→ Task to complete
Every line of the entries below that includes "true" belongs in the answer, copied as written.

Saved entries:
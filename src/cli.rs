use clap::{Parser, Subcommand};
use clap_complete::Shell;
use std::path::PathBuf;

#[derive(Parser)]
#[command(name = "wpdash")]
#[command(author = "Alberto Cavalcante")]
#[command(version)]
#[command(about = "Terminal dashboard for WordPress installations, driven by WP-CLI", long_about = None)]
#[command(propagate_version = true)]
pub struct Cli {
    /// Verbosity level
    #[arg(short, long, action = clap::ArgAction::Count, global = true)]
    pub verbose: u8,

    /// Suppress non-essential output
    #[arg(short, long, global = true)]
    pub quiet: bool,

    /// WP-CLI executable to run
    #[arg(long, global = true, env = "WPDASH_TOOL")]
    pub tool: Option<String>,

    /// Directory to scan for installations and dumps
    #[arg(long, global = true)]
    pub root: Option<String>,

    /// Number of installations probed in parallel
    #[arg(short, long, global = true)]
    pub jobs: Option<usize>,

    #[command(subcommand)]
    pub command: Command,
}

#[derive(Subcommand)]
pub enum Command {
    /// Scan for installations and show their health
    Status {
        /// Print records as JSON
        #[arg(long)]
        json: bool,
    },

    /// Inspect, export and import databases
    #[command(subcommand)]
    Db(DbCommand),

    /// Read and edit wp-config.php
    #[command(subcommand)]
    Config(ConfigCommand),

    /// Show the config file location and effective settings
    Paths,

    /// Generate shell completions
    Completions {
        /// Shell to generate completions for
        #[arg(value_enum)]
        shell: Shell,
    },
}

// ============================================================================
// Site Selection
// ============================================================================

#[derive(Parser, Debug, Clone, Default)]
pub struct SiteArgs {
    /// Installation directory (prompts when omitted)
    #[arg(short, long)]
    pub site: Option<PathBuf>,
}

// ============================================================================
// Database Commands
// ============================================================================

#[derive(Subcommand)]
pub enum DbCommand {
    /// Show database name, size and per-table status
    Info(SiteArgs),

    /// Export the database to a dump in the installation directory
    Export(SiteArgs),

    /// Import a dump into the database
    Import {
        #[command(flatten)]
        site: SiteArgs,

        /// Dump to import (prompts from candidate dumps when omitted)
        #[arg(short, long)]
        file: Option<PathBuf>,

        /// Skip the confirmation prompt
        #[arg(short, long)]
        yes: bool,
    },

    /// List dumps that belong to the database
    Dumps(SiteArgs),
}

// ============================================================================
// Config Commands
// ============================================================================

#[derive(Subcommand)]
pub enum ConfigCommand {
    /// List every directive
    List(SiteArgs),

    /// Show one directive
    Get {
        #[command(flatten)]
        site: SiteArgs,

        /// Directive name
        name: String,
    },

    /// Add or update a directive
    Set {
        #[command(flatten)]
        site: SiteArgs,

        /// Directive name
        name: String,

        /// New value
        value: String,
    },

    /// Remove a directive
    Delete {
        #[command(flatten)]
        site: SiteArgs,

        /// Directive name
        name: String,
    },

    /// Regenerate the authentication keys and salts
    ShuffleSalts(SiteArgs),
}

#[cfg(test)]
mod tests {
    use super::*;
    use clap::CommandFactory;

    #[test]
    fn test_cli_definition_is_valid() {
        Cli::command().debug_assert();
    }

    #[test]
    fn test_parse_status_with_globals() {
        let cli = Cli::try_parse_from(["wpdash", "-vv", "--root", "~/sites", "-j", "4", "status", "--json"])
            .unwrap();
        assert_eq!(cli.verbose, 2);
        assert_eq!(cli.root.as_deref(), Some("~/sites"));
        assert_eq!(cli.jobs, Some(4));
        assert!(matches!(cli.command, Command::Status { json: true }));
    }

    #[test]
    fn test_parse_db_import() {
        let cli = Cli::try_parse_from([
            "wpdash", "db", "import", "--site", "/srv/blog", "--file", "/tmp/d.sql", "--yes",
        ])
        .unwrap();
        match cli.command {
            Command::Db(DbCommand::Import { site, file, yes }) => {
                assert_eq!(site.site, Some(PathBuf::from("/srv/blog")));
                assert_eq!(file, Some(PathBuf::from("/tmp/d.sql")));
                assert!(yes);
            }
            _ => panic!("Expected db import"),
        }
    }

    #[test]
    fn test_parse_config_set_without_site() {
        let cli = Cli::try_parse_from(["wpdash", "config", "set", "WP_DEBUG", "true"]).unwrap();
        match cli.command {
            Command::Config(ConfigCommand::Set { site, name, value }) => {
                assert_eq!(site.site, None);
                assert_eq!(name, "WP_DEBUG");
                assert_eq!(value, "true");
            }
            _ => panic!("Expected config set"),
        }
    }

    #[test]
    fn test_export_help_names_installation_directory() {
        let cmd = Cli::command();
        let export = cmd
            .find_subcommand("db")
            .and_then(|db| db.find_subcommand("export"))
            .unwrap();
        let about = export.get_about().unwrap().to_string();
        assert!(about.contains("installation directory"), "{about}");
    }

    #[test]
    fn test_set_requires_value() {
        assert!(Cli::try_parse_from(["wpdash", "config", "set", "WP_DEBUG"]).is_err());
    }
}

→ Response for this exercise
#[command(propagate_version = true)]
    #[arg(short, long, action = clap::ArgAction::Count, global = true)]
    #[arg(short, long, global = true)]
    #[arg(long, global = true, env = "WPDASH_TOOL")]
    #[arg(long, global = true)]
    #[arg(short, long, global = true)]
        assert!(matches!(cli.command, Command::Status { json: true }));
        let cli = Cli::try_parse_from(["wpdash", "config", "set", "WP_DEBUG", "true"]).unwrap();
                assert_eq!(value, "true");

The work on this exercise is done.